Kyaukme was a bit of a lucky accident: originally, we planned on heading to Hsipaw to do some hiking in the mountains. Then, our guesthouse owner in Pyin Oo Lwin suggested we head to Mogok, a relatively un-touristed town known for its gem business. That idea lasted one night until the next morning he told us about some possible rebel-government fighting in the area near Mogok – not something that interested us. So, he recommended yet another option: Kyaukme. As a less-touristed option to visit mountain villages, our research made it seem like a great option, so we headed there. The benefits of a flexible itinerary!
Through TripAdvisor and Google searches we were introduced to Thura, a local tourism-legend as running the very best tours you can find in town (his website is the third listing when you Google Kyaukme). Visiting when we did in June, he was free with only a couple days notice and, after a night in town, we were off the next morning to motorbike into the mountains.
Although I had driven a motorbike already on our trip, it was my first experience with a semi-automatic model: no clutch, but you shift gears with the left foot while braking with the right. It took some adjusting, but I got the hang of it and trailed Thura and Anaïs into the mountains as the weather threatened to break at any minute.
On the paved road I had little difficulty with shifting and braking, but once we hit the mountain roads, it was a different story. The whole first day, I had a difficult time keeping the bike in gear on the slick, rocky declines and in the thick mud we'd come across occasionally. Thura advised me to shut the bike off and glide down those hills on the brakes, which I had mixed success with. I got a little better as each day passed, and Thura was unceasingly patient with my driving, but it was stressful and exhausting to learn how to drive a semi-automatic on rainy, rocky, steep mountain roads.
That disclaimer made, it was undeniably worth it.
We watched locals pick tea leaves on foggy, hillside paths and learned how this activity was the main economic activity of the region. We often had to duck out of rain and found our way into many homes: a Nepali family descended from migrants of decades past; a carpenter who had just moved into a new home he did not build (it would be like “cutting the handle of his knife with his own knife”); a local hunter who was providing a shelter for three migrant female workers from the south of the country. We ate fresh figs and raspberries (!) as we hiked between riding sessions and were able to see local life in the villages. We saw how fresh tea leaves were steamed and rolled in preparation for drying or the production of laphet toke, pickled tea-leaf salad. Whether Thura knew these people already or not (the latter was more often the case), we were always welcomed warmly with tea and snacks and stories of these peoples' lives.
Some people question the validity of hikes like these, where one “gets to know village life”. How much of their real lives do you witness when they are set up for tourists to pass through on a daily basis? How much is done just for profit? On this trek, regarding where we stayed, it felt like we were bystanders in our hosts' lives, witnessing what a normal day was for them. Assisted by Thura, we helped the children with their English homework. The father told us stories about the home and his grandfather, whose shrine sat in the corner. We would drink tea and watch grandma and grandpa prepare dinner. The host mother was very pregnant during our visit, but carried on with cooking, cleaning and couldn't ride a motorbike, so she walked for 2 hours each way to the family's tea plantation.

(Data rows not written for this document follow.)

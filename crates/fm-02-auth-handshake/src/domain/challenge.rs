//! # Challenge Ledger
//!
//! Single-use, time-bounded record of issued challenge nonces.
//!
//! - A nonce is accepted at most once.
//! - A nonce older than the TTL is refused and forgotten.
//! - Expired entries are purged periodically and whenever the ledger fills
//!   up, which bounds memory.

use crate::domain::errors::ChallengeError;
use crate::domain::proof::NONCE_LEN;
use parking_lot::Mutex;
use rand::RngCore;
use shared_types::Timestamp;
use std::collections::HashMap;

/// Outstanding challenges.
pub struct ChallengeLedger {
    issued: Mutex<HashMap<[u8; NONCE_LEN], Timestamp>>,
    ttl_secs: u64,
    max_outstanding: usize,
}

impl ChallengeLedger {
    /// Ledger whose challenges live `ttl_secs`.
    #[must_use]
    pub fn new(ttl_secs: u64, max_outstanding: usize) -> Self {
        Self {
            issued: Mutex::new(HashMap::new()),
            ttl_secs,
            max_outstanding,
        }
    }

    /// Issue and record a fresh random nonce.
    ///
    /// # Errors
    ///
    /// `Exhausted` if the ledger is full of live challenges.
    pub fn issue(&self, now: Timestamp) -> Result<[u8; NONCE_LEN], ChallengeError> {
        let mut issued = self.issued.lock();
        if issued.len() >= self.max_outstanding {
            Self::purge_locked(&mut issued, now, self.ttl_secs);
            if issued.len() >= self.max_outstanding {
                return Err(ChallengeError::Exhausted);
            }
        }

        let mut nonce = [0u8; NONCE_LEN];
        rand::thread_rng().fill_bytes(&mut nonce);
        issued.insert(nonce, now);
        Ok(nonce)
    }

    /// Consume a nonce. Succeeds once per issued, unexpired nonce.
    ///
    /// # Errors
    ///
    /// `Unknown` if never issued or already consumed, `Expired` if too old.
    pub fn consume(&self, nonce: &[u8], now: Timestamp) -> Result<(), ChallengeError> {
        let key: [u8; NONCE_LEN] = nonce.try_into().map_err(|_| ChallengeError::Unknown)?;
        let issued_at = self
            .issued
            .lock()
            .remove(&key)
            .ok_or(ChallengeError::Unknown)?;

        if now.saturating_elapsed_since(issued_at) > self.ttl_secs {
            return Err(ChallengeError::Expired);
        }
        Ok(())
    }

    /// Drop a nonce without using it (connection closed early).
    pub fn forget(&self, nonce: &[u8; NONCE_LEN]) {
        self.issued.lock().remove(nonce);
    }

    /// Remove expired challenges. Returns how many were removed.
    pub fn purge_expired(&self, now: Timestamp) -> usize {
        Self::purge_locked(&mut self.issued.lock(), now, self.ttl_secs)
    }

    /// Number of outstanding challenges.
    #[must_use]
    pub fn len(&self) -> usize {
        self.issued.lock().len()
    }

    /// Whether no challenges are outstanding.
    #[must_use]
    pub fn is_empty(&self) -> bool {
        self.len() == 0
    }

    fn purge_locked(
        issued: &mut HashMap<[u8; NONCE_LEN], Timestamp>,
        now: Timestamp,
        ttl_secs: u64,
    ) -> usize {
        let before = issued.len();
        issued.retain(|_, at| now.saturating_elapsed_since(*at) <= ttl_secs);
        before - issued.len()
    }
}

We were lucky to visit that plantation and have lunch one day with all the workers, being fed different things by everyone and Anaïs was plumped up by the oldest woman there. We were fed local ants that Thura had collected that day, fried in oil and garlic, which tasted absolutely delicious (I said popcorn, Anaïs says chicken). Although everyone seemed accustomed to tourists already, there was a friendliness and casual comfort that I relieve whenever I think about our trek.
Nothing about this tour was extravagant or felt overly planned. We chose to stay both nights at the same place after I had a rough couple days on the bike – switching would have entailed another 45 minutes on the bike. A women who owned the remote village shop we stopped in for tea wouldn't let us leave without a huge bag of tea leaves, which seemed to surprise Thura. And, seriously, we walked by a school with undoubtedly the cutest kids in the country:
It's been nearly a year since we went on this trek, and we had many wonderful experiences, but this one holds a special place in our hearts. For me, overcoming the difficulties I had with the motorbike and seeing such a beautiful place and meeting such friendly, happy people is something special that will stay with me forever.
We stayed at Ar Yone Oo Guesthouse, which was the only place open at the time. It was the only place to stay in town for a long time thanks to government restrictions, and it showed. Northern Rock is open now, and I saw on TripAdvisor the restaurant on that street may be opening their own place soon – check those two out first.
Thura's website is basic, but the best way to get in touch with him is by email: firstname.lastname@example.org. He's really easy to get along with and, although he seems a bit passive at times, does try hard to give you a great tour and will answer any questions you ask. And, by god, he can eat a lot. Very highly recommended!
Kyaukme is pronounced chow-may. ky = 'ch' sound in Burmese transliteration.